He is litter trained, to the point where he saves all of his poop for the litter box. I am thrilled! Except for one problem... 

I have started clicker training with him, and one trick he learned is how to jump onto a stool and then onto the couch. Now he will jump up and down just to check on me, relax, or beg for treats.

However when he gets on the couch, he starts pooping everywhere! It's like he thinks the entire couch is his litter box. I'm not sure how much to reprimand him and if he will understand the association between pooping and being removed from the couch... I would love the couch to be a happy place where he can feel comfortable with me while I'm working on my laptop. He tried peeing once too, which got him promptly picked up and placed in his litter box.

What do you think? Maybe being vigilant about putting him in his litter box as soon as he starts to poop? I'm going to limit his access for now.


----------



## mrbunny (Mar 1, 2012)

I removed Bighead and placed him into the litter bin each time he would start to go poop/pee on the futon. It took a 2-3 weeks before he stopped doing pooping/peeing on it. 

After that, he didn't jump on the futon as often for some time. I felt really terrible because I think that Bighead thought he wasn't allowed on the futon. The other buns would be up on the futon, and he would stay underneath it. 

Bighead did eventually come around and he sleeps on the futon occasionally now. 

My suggestion would be remove Rascal each time he starts. But, after Rascal knows he's not allowed to poop there, encourage him back with cuddles and greens.


----------



## kuniklos (Mar 1, 2012)

Have you had visitors in the house? Or new visitors? The General tends to poop or pee on the couch in the spot new people were sitting.

We have a sofa cover, and when the new person leaves, we wash the cover and spray down the couch. It ended his accidents.


----------



## toyabrooke (Mar 1, 2012)

I have been having the same problem but Poe isn't fully litter trained yet due to his heightened hormones that came on very suddenly before his neutering. I put a puppy pad down on the couch now though where he always likes to go, and now he always goes on that! So half way to litter training (kind of)! 

T


----------



## BugLady (Mar 14, 2012)

Thanks for the tips so far!
This is getting a little more urgent since Rascal discovered how to jump onto the couch on his own, without the stool. 

My boyfriend is watching him while I'm out of town, and he said Rascal is "marking" the couch as his own with lots of poop and pee! Not just in one corner either, but all over the place. UGGHHH.

I'm thinking of getting an indoor pet fence and blocking off the couch when I'm gone, otherwise he's a perfect house bunny. Looks like I'll have to try a bit of creative training once I get home.


----------



## kjm84 (Mar 16, 2012)

I was having the same problem with my bunny.

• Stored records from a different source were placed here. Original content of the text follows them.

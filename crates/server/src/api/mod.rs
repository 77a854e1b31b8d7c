pub mod handlers;
pub mod mcp;
pub mod middleware;
pub mod routes;

pub use routes::create_router;
//! Release filename analysis.
//!
//! Everything here is pure and synchronous: attribute extraction from a
//! release name, the candidate score built on top of it, and the episode
//! patterns shared by file selection and the search cascade.

mod attributes;
mod episode;
mod score;

pub use attributes::{
    extract, AudioFormat, Codec, HdrFormat, Quality, ReleaseAttributes, Source,
};
pub use episode::{detect_episode, detect_season, matches_episode, EpisodePattern, EpisodeTarget};
pub use score::{
    score, score_attributes, ExclusionPreferences, HARD_EXCLUDED_SCORE, JUNK_SCORE,
    NOT_CACHED_SCORE, REJECT_THRESHOLD,
};
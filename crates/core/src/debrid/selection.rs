//! Provider-independent ranking and file selection.

use std::collections::HashSet;

use crate::release::{
    matches_episode, score, EpisodeTarget, ExclusionPreferences, HARD_EXCLUDED_SCORE,
    NOT_CACHED_SCORE, REJECT_THRESHOLD,
};

use super::{EpisodeMatch, FileCandidate};

/// Containers considered playable.
pub const VIDEO_EXTENSIONS: &[&str] = &["mp4", "mkv", "avi", "mov", "webm"];

/// Check whether a file name ends in a known video container.
pub fn is_video_file(name: &str) -> bool {
    name.rsplit_once('.')
        .map(|(_, ext)| VIDEO_EXTENSIONS.iter().any(|v| v.eq_ignore_ascii_case(ext)))
        .unwrap_or(false)
}

/// Keep only video files.
pub fn video_files(files: &[FileCandidate]) -> Vec<FileCandidate> {
    files
        .iter()
        .filter(|f| is_video_file(&f.name))
        .cloned()
        .collect()
}

/// A file with its final score.
#[derive(Debug, Clone, PartialEq, Eq)]
pub struct RankedFile {
    pub file: FileCandidate,
    pub score: i32,
}

/// Files in preference order.
#[derive(Debug, Clone, PartialEq, Eq)]
pub struct Ranking {
    pub ranked: Vec<RankedFile>,
    /// Every file was rejected and the list is ordered by size instead.
    pub degraded: bool,
}

/// The file chosen for link generation.
#[derive(Debug, Clone, PartialEq, Eq)]
pub struct Selection {
    pub file: FileCandidate,
    pub score: i32,
    pub episode_match: EpisodeMatch,
}

/// Score and order video files.
///
/// When `cached` is known, files missing from it get [`NOT_CACHED_SCORE`].
/// Files at or below [`REJECT_THRESHOLD`] are dropped; junk sits above it
/// and only sinks to the bottom. If the threshold drops
/// everything, the ranking degrades to size order: files the caller
/// explicitly excluded go last there, but are kept so a stream is still
/// produced.
pub fn rank_files(
    files: Vec<FileCandidate>,
    exclusions: &ExclusionPreferences,
    cached: Option<&HashSet<String>>,
) -> Ranking {
    let scored: Vec<RankedFile> = files
        .into_iter()
        .map(|file| {
            let mut file_score = score(&file.name, file.size_bytes, exclusions);
            if let Some(cached) = cached {
                if !cached.contains(&file.id) && file_score != HARD_EXCLUDED_SCORE {
                    file_score = NOT_CACHED_SCORE;
                }
            }
            RankedFile {
                file,
                score: file_score,
            }
        })
        .collect();

    let mut ranked: Vec<RankedFile> = scored
        .iter()
        .filter(|r| r.score > REJECT_THRESHOLD)
        .cloned()
        .collect();

    if !ranked.is_empty() || scored.is_empty() {
        // stable: ties keep provider order
        ranked.sort_by(|a, b| b.score.cmp(&a.score));
        return Ranking {
            ranked,
            degraded: false,
        };
    }

    let mut fallback = scored;
    fallback.sort_by(|a, b| {
        let a_excluded = a.score == HARD_EXCLUDED_SCORE;
        let b_excluded = b.score == HARD_EXCLUDED_SCORE;
        a_excluded
            .cmp(&b_excluded)
            .then(b.file.size_bytes.cmp(&a.file.size_bytes))
    });
    Ranking {
        ranked: fallback,
        degraded: true,
    }
}

/// Pick a file from a ranking.
///
/// With a target episode, the first ranked file whose name carries that
/// episode wins; otherwise the top-ranked file is returned and marked
/// unconfirmed. Returns `None` only for an empty ranking.
pub fn select_file(ranking: &Ranking, target: Option<&EpisodeTarget>) -> Option<Selection> {
    let top = ranking.ranked.first()?;

    let Some(target) = target else {
        return Some(Selection {
            file: top.file.clone(),
            score: top.score,
            episode_match: EpisodeMatch::NotRequested,
        });
    };

    let (chosen, episode_match) = ranking
        .ranked
        .iter()
        .find(|r| matches_episode(&r.file.name, target))
        .map(|r| (r, EpisodeMatch::Confirmed))
        .unwrap_or((top, EpisodeMatch::Unconfirmed));

    Some(Selection {
        file: chosen.file.clone(),
        score: chosen.score,
        episode_match,
    })
}
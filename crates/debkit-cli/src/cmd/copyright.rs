//! Copyright command

use crate::Context;
use anyhow::{Context as _, Result};
use debkit_core::license::{CopyrightPaths, generate_copyright};
use debkit_schema::LicenseTables;

/// Regenerate the third-party license section of `debian/copyright`.
pub fn copyright(ctx: &Context) -> Result<()> {
    let layout = &ctx.layout;
    let paths = CopyrightPaths {
        report: &layout.license_report,
        generated: &layout.generated_copyright,
        base: &layout.base_copyright,
    };

    generate_copyright(
        paths,
        &LicenseTables::default(),
        &ctx.config.package,
        &ctx.config.copyright,
        &ctx.output,
    )
    .context("Failed to generate copyright file")?;
    Ok(())
}
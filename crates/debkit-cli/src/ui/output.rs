//! Status-line output for commands.
//!
//! Informational lines go to stdout and are dropped in quiet mode; warnings
//! and errors go to stderr and are always shown.

use super::theme::Theme;
use crossterm::style::Stylize;
use debkit_core::Reporter;

#[derive(Debug, Clone)]
pub struct Output {
    theme: Theme,
    quiet: bool,
}

impl Output {
    pub fn new(quiet: bool) -> Self {
        Self {
            theme: Theme::default(),
            quiet,
        }
    }

    /// Print a plain line unless quiet.
    pub fn plain(&self, msg: &str) {
        if !self.quiet {
            println!("{msg}");
        }
    }
}

impl Reporter for Output {
    fn info(&self, msg: &str) {
        if !self.quiet {
            println!(
                "  {} {}",
                self.theme.icons.info.with(self.theme.colors.info),
                msg
            );
        }
    }

    fn success(&self, msg: &str) {
        println!(
            "{} {}",
            self.theme.icons.success.with(self.theme.colors.success),
            msg.with(self.theme.colors.success)
        );
    }

    fn warning(&self, msg: &str) {
        eprintln!(
            "{} {}",
            self.theme.icons.warning.with(self.theme.colors.warning),
            msg.with(self.theme.colors.warning)
        );
    }

    fn error(&self, msg: &str) {
        eprintln!(
            "{} {}",
            self.theme.icons.error.with(self.theme.colors.error),
            msg.with(self.theme.colors.error)
        );
    }
}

I cleaned the couch really well with a carpet cleaner with pet odor remover cleaner to get his scent out. Next, he wasn't allowed on the couch for a few weeks, every time he jumped on it, I would say "NO!" and put him on the floor. After a few weeks, I gave him another shot at being allowed on the couch, and luckily the problem was solved. Hope that info helps at all.


----------



## BugLady (Mar 18, 2012)

It seems my boyfriend has inadvertently solved the situation!

While I was out of town my boyfriend decided he didn't want to keep Rascal caged up all day, so he propped up the couch cushions on top of some pillows. He tried to angle them so Rascal couldn't jump up on the couch.

He sent me a picture the next day, Rascal had gotten up there and tossed the cushions around!

However there was only a little bit of poop. Since then he hasn't pooped on the couch at all. 

Maybe he needed the strange experience to learn it's not really "his" turf? Or maybe he was upset that I was gone? Either way I'm happy I don't have to clean more pee off my couch.


----------



## ZRabbits (Mar 19, 2012)

Good for your boyfriend. It worked for you. 

I don't know, I just don't let my boys up on the furniture by themselves so I've never had to deal with poo or pee on my furniture. 

But it looks like success with what your boyfriend did. 

Each rabbit is different. What works for one, might no work for another. 

K


----------